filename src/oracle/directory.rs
use ethers::types::Address;
use reqwest::Client;
use serde::Deserialize;
use tracing::{debug, info};

use crate::error::FeedError;

/// One entry of the Chainlink reference-data directory. Only the fields we
/// match on are deserialized; the directory carries many more.
#[derive(Debug, Deserialize)]
pub struct DirectoryEntry {
    pub name: Option<String>,
    #[serde(rename = "proxyAddress")]
    pub proxy_address: Option<String>,
}

/// Resolves asset-pair symbols to feed proxy addresses via the published
/// Chainlink feed directory.
pub struct FeedDirectory {
    client: Client,
    url: String,
}

impl FeedDirectory {
    pub fn new(url: &str) -> Self {
        Self {
            client: Client::new(),
            url: url.to_string(),
        }
    }

    /// Resolve `symbol` to a feed address. A symbol that already parses as a
    /// 0x address resolves to itself without touching the directory.
    pub async fn resolve(&self, symbol: &str) -> Result<Address, FeedError> {
        if let Ok(address) = symbol.parse::<Address>() {
            debug!("Symbol {} is already an address", symbol);
            return Ok(address);
        }

        let entries: Vec<DirectoryEntry> = self
            .client
            .get(&self.url)
            .send()
            .await?
            .error_for_status()?
            .json()
            .await?;

        info!("📖 Feed directory loaded: {} entries", entries.len());

        let entry = find_entry(&entries, symbol)
            .ok_or_else(|| FeedError::UnknownSymbol(symbol.to_string()))?;

        let proxy = entry
            .proxy_address
            .as_deref()
            .ok_or_else(|| FeedError::UnknownSymbol(symbol.to_string()))?;

        proxy
            .parse::<Address>()
            .map_err(|_| FeedError::InvalidAddress(proxy.to_string()))
    }
}

/// Directory names look like `ETH / USD` while symbols look like `ETH_USD`.
/// An exact normalized-name match wins over any substring match, regardless
/// of directory order; the substring pass only runs when no entry matches
/// exactly, to catch decorated names.
fn find_entry<'a>(entries: &'a [DirectoryEntry], symbol: &str) -> Option<&'a DirectoryEntry> {
    let wanted = normalize_symbol(symbol);

    entries
        .iter()
        .find(|entry| {
            entry
                .name
                .as_deref()
                .map(|name| name.to_ascii_lowercase() == wanted)
                .unwrap_or(false)
        })
        .or_else(|| {
            entries.iter().find(|entry| {
                entry
                    .name
                    .as_deref()
                    .map(|name| name.to_ascii_lowercase().contains(&wanted))
                    .unwrap_or(false)
            })
        })
}

fn normalize_symbol(symbol: &str) -> String {
    symbol.trim().replace('_', " / ").to_ascii_lowercase()
}

#[cfg(test)]
mod tests {
    use super::*;

    #[test]
    fn test_normalize_symbol() {
        assert_eq!(normalize_symbol("ETH_USD"), "eth / usd");
        assert_eq!(normalize_symbol(" btc_usd "), "btc / usd");
        assert_eq!(normalize_symbol("LINK"), "link");
    }

    fn entry(name: &str, proxy: &str) -> DirectoryEntry {
        DirectoryEntry {
            name: Some(name.to_string()),
            proxy_address: Some(proxy.to_string()),
        }
    }

    #[test]
    fn test_exact_name_match() {
        let entries = vec![entry("BTC / USD", "0x111"), entry("eth / usd", "0x222")];
        let found = find_entry(&entries, "ETH_USD").unwrap();
        assert_eq!(found.proxy_address.as_deref(), Some("0x222"));
    }

    #[test]
    fn test_exact_match_wins_over_earlier_substring() {
        // "STETH / USD" contains "eth / usd" and sorts first in the
        // directory; the exact entry must still win.
        let entries = vec![entry("STETH / USD", "0x111"), entry("ETH / USD", "0x222")];
        let found = find_entry(&entries, "ETH_USD").unwrap();
        assert_eq!(found.proxy_address.as_deref(), Some("0x222"));
    }

    #[test]
    fn test_substring_fallback_for_decorated_names() {
        let entries = vec![entry("ETH / USD (Mainnet)", "0xe7h")];
        let found = find_entry(&entries, "ETH_USD").unwrap();
        assert_eq!(found.proxy_address.as_deref(), Some("0xe7h"));
    }

    #[test]
    fn test_no_match() {
        let entries = vec![entry("BTC / USD", "0x111")];
        assert!(find_entry(&entries, "ETH_USD").is_none());
        assert!(find_entry(&[], "ETH_USD").is_none());
    }

    #[tokio::test]
    async fn test_address_passthrough() {
        // Never hits the network for a symbol that is already an address
        let directory = FeedDirectory::new("http://invalid.invalid/feeds.json");
        let address = directory
            .resolve("0x5f4eC3Df9cbd43714FE2740f5E3616155c5b8419")
            .await
            .unwrap();
        assert_eq!(
            format!("{:?}", address),
            "0x5f4ec3df9cbd43714fe2740f5e3616155c5b8419"
        );
    }

    #[tokio::test]
    async fn test_unknown_symbol_without_directory() {
        let directory = FeedDirectory::new("http://invalid.invalid/feeds.json");
        let result = directory.resolve("NOT_A_FEED").await;
        assert!(matches!(result, Err(FeedError::DirectoryUnavailable(_))));
    }
}
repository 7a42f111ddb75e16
pub mod chainlink;
pub mod directory;

use async_trait::async_trait;
use chrono::{DateTime, Utc};
use ethers::types::Address;
use rust_decimal::Decimal;
use serde::{Deserialize, Serialize};

use crate::error::FeedError;

pub use chainlink::ChainlinkOracle;
pub use directory::FeedDirectory;

/// Latest round data for one feed, serialized verbatim into the response body
#[derive(Debug, Clone, Serialize, Deserialize)]
pub struct FeedData {
    /// Proxy address of the aggregator the data was read from
    pub feed: String,
    /// On-chain feed description, e.g. "ETH / USD"
    pub description: String,
    pub decimals: u8,
    pub round_id: u128,
    /// Raw int256 answer, undecoded
    pub answer: String,
    /// Answer scaled by the feed's decimals
    pub price: Decimal,
    pub started_at: i64,
    pub updated_at: i64,
    pub answered_in_round: u128,
    pub fetched_at: DateTime<Utc>,
}

/// Seam over the two external collaborators: symbol resolution and the
/// on-chain read. Handlers only see this trait.
#[async_trait]
pub trait PriceOracle: Send + Sync {
    /// Resolve an asset-pair symbol (e.g. `ETH_USD`) to a feed proxy address.
    async fn resolve_feed_address(&self, symbol: &str) -> Result<Address, FeedError>;

    /// Fetch the latest round data from a resolved feed address.
    async fn get_feed_data(&self, address: Address) -> Result<FeedData, FeedError>;
}
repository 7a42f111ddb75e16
pub mod handler;
pub mod models;
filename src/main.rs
mod api;
mod bootstrap;
mod config;
mod error;
mod oracle;
mod server;

use tracing_subscriber::{layer::SubscriberExt, util::SubscriberInitExt};
use tracing::info;

// Initialize logging and tracing
fn init_tracing() {
    tracing_subscriber::registry()
        .with(tracing_subscriber::EnvFilter::new(
            std::env::var("RUST_LOG")
                .unwrap_or_else(|_| "info,tower_http=debug,feed_gateway=debug".into()),
        ))
        .with(tracing_subscriber::fmt::layer())
        .init();
}

#[tokio::main]
async fn main() -> Result<(), Box<dyn std::error::Error>> {
    // Initialize tracing
    init_tracing();

    info!("🚀 Starting Chainlink Feed Gateway");

    // Load configuration
    dotenv::dotenv().ok();
    let config = config::Config::from_env();

    let state = bootstrap::initialize_app_state(&config)?;

    // Create HTTP server
    let app = server::create_app(state).await;

    // Run the Server
    server::run_server(app, &config.bind_address).await?;

    Ok(())
}
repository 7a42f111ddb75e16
use axum::{
    http::StatusCode,
    response::{IntoResponse, Response},
    Json,
};
use serde::Serialize;
use thiserror::Error;

/// Top-level error type for the entire application
#[derive(Error, Debug)]
pub enum AppError {
    #[error("Feed error: {0}")]
    Feed(#[from] FeedError),

    #[error("Configuration error: {0}")]
    Config(String),

    #[error("Internal error: {0}")]
    Internal(String),
}

/// Failures from the price-feed collaborators (directory lookup + on-chain read)
#[derive(Error, Debug)]
pub enum FeedError {
    #[error("Unknown feed symbol: {0}")]
    UnknownSymbol(String),

    #[error("Feed directory unavailable: {0}")]
    DirectoryUnavailable(String),

    #[error("Invalid feed address: {0}")]
    InvalidAddress(String),

    #[error("RPC error: {0}")]
    Rpc(String),

    #[error("Malformed round data: {0}")]
    MalformedRoundData(String),
}

/// Standard error response format
#[derive(Serialize)]
pub struct ErrorResponse {
    pub error: String,
    pub error_code: String,
}

impl IntoResponse for AppError {
    fn into_response(self) -> Response {
        // Every collaborator failure surfaces as a server error; the handler
        // performs no recovery of its own.
        let (status, error_code, message) = match &self {
            AppError::Feed(err) => (
                StatusCode::INTERNAL_SERVER_ERROR,
                "FEED_ERROR",
                err.to_string(),
            ),
            AppError::Config(msg) => (
                StatusCode::INTERNAL_SERVER_ERROR,
                "CONFIG_ERROR",
                msg.clone(),
            ),
            AppError::Internal(_) => (
                StatusCode::INTERNAL_SERVER_ERROR,
                "INTERNAL_ERROR",
                "An internal error occurred".to_string(),
            ),
        };

        let body = Json(ErrorResponse {
            error: message,
            error_code: error_code.to_string(),
        });

        (status, body).into_response()
    }
}

impl From<reqwest::Error> for FeedError {
    fn from(error: reqwest::Error) -> Self {
        FeedError::DirectoryUnavailable(format!("HTTP request error: {error}"))
    }
}

impl From<ethers::providers::ProviderError> for FeedError {
    fn from(error: ethers::providers::ProviderError) -> Self {
        FeedError::Rpc(error.to_string())
    }
}

impl From<ethers::abi::Error> for FeedError {
    fn from(error: ethers::abi::Error) -> Self {
        FeedError::MalformedRoundData(error.to_string())
    }
}

/// Result type alias for the application
pub type AppResult<T> = Result<T, AppError>;
use std::sync::Arc;
use tracing::info;

use crate::{api::handler::AppState, config::Config, error::AppResult, oracle::ChainlinkOracle};

pub fn initialize_app_state(config: &Config) -> AppResult<AppState> {
    info!("Initializing application components ...");

    let oracle = Arc::new(ChainlinkOracle::new(
        &config.eth_rpc_url,
        &config.feed_directory_url,
    )?);
    info!("✅ Chainlink oracle initialized against {}", config.eth_rpc_url);

    Ok(AppState {
        oracle,
        feed_symbol: config.feed_symbol.clone(),
    })
}
use serde::Deserialize;

/// Mainnet feed directory published by Chainlink's reference data project.
const DEFAULT_FEED_DIRECTORY_URL: &str =
    "https://reference-data-directory.vercel.app/feeds-mainnet.json";

#[derive(Debug, Deserialize, Clone)]
pub struct Config {
    pub bind_address: String,
    pub eth_rpc_url: String,
    pub feed_directory_url: String,
    pub feed_symbol: String,
}

impl Config {
    pub fn from_env() -> Self {
        Self {
            bind_address: std::env::var("BIND_ADDRESS")
                .unwrap_or_else(|_| "0.0.0.0:8080".to_string()),
            eth_rpc_url: std::env::var("ETH_RPC_URL")
                .unwrap_or_else(|_| "https://ethereum-rpc.publicnode.com".to_string()),
            feed_directory_url: std::env::var("FEED_DIRECTORY_URL")
                .unwrap_or_else(|_| DEFAULT_FEED_DIRECTORY_URL.to_string()),
            feed_symbol: std::env::var("FEED_SYMBOL")
                .unwrap_or_else(|_| "ETH_USD".to_string()),
        }
    }
}
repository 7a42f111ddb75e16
use axum::{routing::get, Router};
use tower_http::{cors::CorsLayer, trace::TraceLayer};
use tracing::info;

use crate::api::handler::{get_feeds, get_feeds_root, health_check, AppState};

pub async fn create_app(state: AppState) -> Router {
    info!("⚙️ Setting up HTTP routes...");

    let app = Router::new()
        // Public health check endpoint
        .route("/health", get(health_check))
        // Feed routes: root plus any sub-path, both served by the same logic
        .route("/", get(get_feeds_root))
        .route("/*path", get(get_feeds))
        .layer(CorsLayer::very_permissive())
        // Add request tracing
        .layer(TraceLayer::new_for_http())
        .with_state(state);

    info!("✓ HTTP routes configured");
    app
}

pub async fn run_server(
    app: Router,
    bind_address: &str,
) -> Result<(), Box<dyn std::error::Error>> {
    let listener = tokio::net::TcpListener::bind(bind_address).await?;
    info!("🌐 Server listening on: {}", bind_address);

    axum::serve(listener, app).await?;
    Ok(())
}
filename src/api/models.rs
use serde::{Deserialize, Serialize};

use crate::oracle::FeedData;

/// Response body for the feed routes: the captured path echoed back plus the
/// fetched feed data, untransformed.
#[derive(Debug, Clone, Serialize, Deserialize)]
pub struct FeedGreeting {
    pub hello: String,
    pub feeds: FeedData,
}

#[derive(Debug, Serialize, Deserialize)]
pub struct HealthResponse {
    pub status: String,
    pub service: String,
}
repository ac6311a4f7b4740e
/// Helper macro to avoid retyping the base domain-like name of our system when creating further
/// string constants from it. When given no parameters, this returns the base domain-like name of
/// the system. When given a string literal parameter it adds `/parameter` to the end.
macro_rules! secretsys {
    () => {
        "secretsys.dev"
    };
    ($s:literal) => {
        concat!(secretsys!(), "/", $s)
    };
}

// System identifiers
pub const DEFAULT_NAMESPACE: &str = "default";

// Secret layout
/// The key under which the raw secret content is stored in the Kubernetes `Secret` data map.
pub const SECRET_DATA_KEY: &str = "content";
pub const SECRET_TYPE_OPAQUE: &str = "Opaque";

/// Passed to `--file` to read secret content from standard input instead of a file.
pub const STDIN_MARKER: &str = "-";

// Field manager recorded by the API server for objects this tool writes.
pub const FIELD_MANAGER: &str = secretsys!("cli");

#[test]
fn secretsys_constants_macro_test() {
    assert_eq!("secretsys.dev", secretsys!());
    assert_eq!("secretsys.dev/cli", FIELD_MANAGER);
}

Problem to solve –
For each line in the material above that holds the word "routes", add one to a count; state only the final number.

Expected answer –
4